§ WHAT NEEDS TO BE DONE
Where a line of the records contains the word "struct", show that line.

§ DATA FOR REVIEW

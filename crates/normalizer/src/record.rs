//! イベント JSON のデータモデル。
//!
//! 読み込んだ JSON はキーの順序・`null`・未知のキーを含めてそのまま保持し、
//! 正規化で書き換えるのは `datetime_obj` と `event_id` の値だけにする。

use serde::de::{self, Deserializer};
use serde::ser::{SerializeMap as _, Serializer};
use serde::{Deserialize, Serialize};
use serde_json::{Map, Value};

/// `title` が無いイベントのログ表示に使う名前。
pub const UNNAMED_EVENT: &str = "Unnamed Event";

const EVENTS: &str = "events";
pub(crate) const TITLE: &str = "title";
pub(crate) const DATETIME_OBJ: &str = "datetime_obj";
pub(crate) const DATE: &str = "date";
pub(crate) const TIME: &str = "time";
pub(crate) const EVENT_ID: &str = "event_id";

/// イベント一覧を持つ JSON ドキュメント。
#[derive(Debug, Clone, Default, PartialEq)]
pub struct EventDocument {
    /// イベント一覧（順序は保持される）
    pub events: Vec<EventRecord>,
    /// `events` 以外のトップレベルのキー
    pub extra: Map<String, Value>,
    /// 元のドキュメントで `events` より前にあったキーの数
    events_position: usize,
}

impl<'de> Deserialize<'de> for EventDocument {
    fn deserialize<D: Deserializer<'de>>(deserializer: D) -> Result<Self, D::Error> {
        let root = Map::<String, Value>::deserialize(deserializer)?;

        let mut events = None;
        let mut extra = Map::new();
        let mut events_position = 0;
        for (key, value) in root {
            if key == EVENTS {
                events_position = extra.len();
                events = Some(value);
            } else {
                extra.insert(key, value);
            }
        }

        let events = events.ok_or_else(|| de::Error::missing_field(EVENTS))?;
        let events = Vec::<EventRecord>::deserialize(events).map_err(de::Error::custom)?;

        Ok(Self {
            events,
            extra,
            events_position,
        })
    }
}

impl Serialize for EventDocument {
    fn serialize<S: Serializer>(&self, serializer: S) -> Result<S::Ok, S::Error> {
        let position = self.events_position.min(self.extra.len());
        let mut map = serializer.serialize_map(Some(self.extra.len() + 1))?;
        for (key, value) in self.extra.iter().take(position) {
            map.serialize_entry(key, value)?;
        }
        map.serialize_entry(EVENTS, &self.events)?;
        for (key, value) in self.extra.iter().skip(position) {
            map.serialize_entry(key, value)?;
        }
        map.end()
    }
}

/// 1 件のイベント。
///
/// 主なキー:
/// * `title` - 表示名
/// * `datetime_obj` - ISO-8601 の日時（タイムゾーン付き / なし）
/// * `date` - `DD.MM.YYYY` または `DDMMYYYY`
/// * `time` - `HH:MM` または `HHMM`
/// * `event_id` - `<YYYYMMDDHHMM>-<suffix>` 形式の ID
#[derive(Debug, Clone, Default, PartialEq, Deserialize, Serialize)]
#[serde(transparent)]
pub struct EventRecord {
    fields: Map<String, Value>,
}

/// レコード内の 1 つのキーの状態。
#[derive(Debug, Clone, Copy, PartialEq)]
pub(crate) enum Field<'a> {
    /// キーが無い、`null`、または空文字列
    Missing,
    Text(&'a str),
    /// 文字列以外の値
    Other(&'a Value),
}

impl EventRecord {
    pub fn get(&self, key: &str) -> Option<&Value> {
        self.fields.get(key)
    }

    pub fn title(&self) -> Option<&str> {
        self.text(TITLE)
    }

    pub fn datetime_obj(&self) -> Option<&str> {
        self.text(DATETIME_OBJ)
    }

    pub fn date(&self) -> Option<&str> {
        self.text(DATE)
    }

    pub fn time(&self) -> Option<&str> {
        self.text(TIME)
    }

    pub fn event_id(&self) -> Option<&str> {
        self.text(EVENT_ID)
    }

    pub fn display_title(&self) -> &str {
        self.title().unwrap_or(UNNAMED_EVENT)
    }

    /// `datetime_obj` を設定し、以前の値を返す。新しいキーは末尾に追加される。
    pub fn set_datetime_obj(&mut self, value: String) -> Option<Value> {
        self.fields.insert(DATETIME_OBJ.to_string(), Value::String(value))
    }

    /// `event_id` を設定し、以前の値を返す。
    pub fn set_event_id(&mut self, value: String) -> Option<Value> {
        self.fields.insert(EVENT_ID.to_string(), Value::String(value))
    }

    pub(crate) fn field(&self, key: &str) -> Field<'_> {
        match self.fields.get(key) {
            None | Some(Value::Null) => Field::Missing,
            Some(Value::String(s)) if s.is_empty() => Field::Missing,
            Some(Value::String(s)) => Field::Text(s),
            Some(other) => Field::Other(other),
        }
    }

    fn text(&self, key: &str) -> Option<&str> {
        self.fields.get(key).and_then(Value::as_str)
    }
}

impl From<Map<String, Value>> for EventRecord {
    fn from(fields: Map<String, Value>) -> Self {
        Self { fields }
    }
}

#[cfg(test)]
mod tests {
    use super::*;

    #[test]
    fn unknown_keys_survive_round_trip() {
        let json = r#"{"events":[{"title":"Raid","location":"Ulduar","date":"15.07.2025","time":"20:00"}],"version":2}"#;
        let doc: EventDocument = serde_json::from_str(json).unwrap();

        assert_eq!(doc.events.len(), 1);
        assert_eq!(doc.events[0].get("location").unwrap(), "Ulduar");
        assert_eq!(doc.extra["version"], 2);

        assert_eq!(serde_json::to_string(&doc).unwrap(), json);
    }

    #[test]
    fn key_order_and_nulls_are_preserved() {
        let json = r#"{"guild":"x","events":[{"event_id":"legacy","time":"20:00","date":null,"title":null},{"title":"K","datetime_obj":null}],"owner":"y"}"#;
        let doc: EventDocument = serde_json::from_str(json).unwrap();

        assert_eq!(serde_json::to_string(&doc).unwrap(), json);
    }

    #[test]
    fn new_datetime_obj_is_appended() {
        let mut record: EventRecord =
            serde_json::from_str(r#"{"time":"20:00","date":"15.07.2025","title":"Raid"}"#).unwrap();
        let previous = record.set_datetime_obj("2025-07-15T18:00:00+00:00".to_string());

        assert_eq!(previous, None);
        assert_eq!(
            serde_json::to_string(&record).unwrap(),
            r#"{"time":"20:00","date":"15.07.2025","title":"Raid","datetime_obj":"2025-07-15T18:00:00+00:00"}"#
        );
    }

    #[test]
    fn existing_datetime_obj_keeps_its_position() {
        let mut record: EventRecord =
            serde_json::from_str(r#"{"datetime_obj":"2025-01-15T09:00:00","title":"Meeting"}"#)
                .unwrap();
        record.set_datetime_obj("2025-01-15T08:00:00+00:00".to_string());

        assert_eq!(
            serde_json::to_string(&record).unwrap(),
            r#"{"datetime_obj":"2025-01-15T08:00:00+00:00","title":"Meeting"}"#
        );
    }

    #[test]
    fn missing_events_key_is_an_error() {
        assert!(serde_json::from_str::<EventDocument>(r#"{"items":[]}"#).is_err());
    }

    #[test]
    fn display_title_falls_back_to_placeholder() {
        let record = EventRecord::default();
        assert_eq!(record.display_title(), UNNAMED_EVENT);

        let record: EventRecord = serde_json::from_str(r#"{"title":42}"#).unwrap();
        assert_eq!(record.display_title(), UNNAMED_EVENT);
    }

    #[test]
    fn field_classifies_values() {
        let record: EventRecord = serde_json::from_str(
            r#"{"datetime_obj":"","date":15072025,"time":null,"title":"Raid"}"#,
        )
        .unwrap();

        assert_eq!(record.field(DATETIME_OBJ), Field::Missing);
        assert_eq!(record.field(TIME), Field::Missing);
        assert_eq!(record.field(EVENT_ID), Field::Missing);
        assert_eq!(record.field(TITLE), Field::Text("Raid"));
        assert!(matches!(record.field(DATE), Field::Other(Value::Number(_))));
    }
}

§ FINISHED TASK
pub struct EventDocument {
pub struct EventRecord {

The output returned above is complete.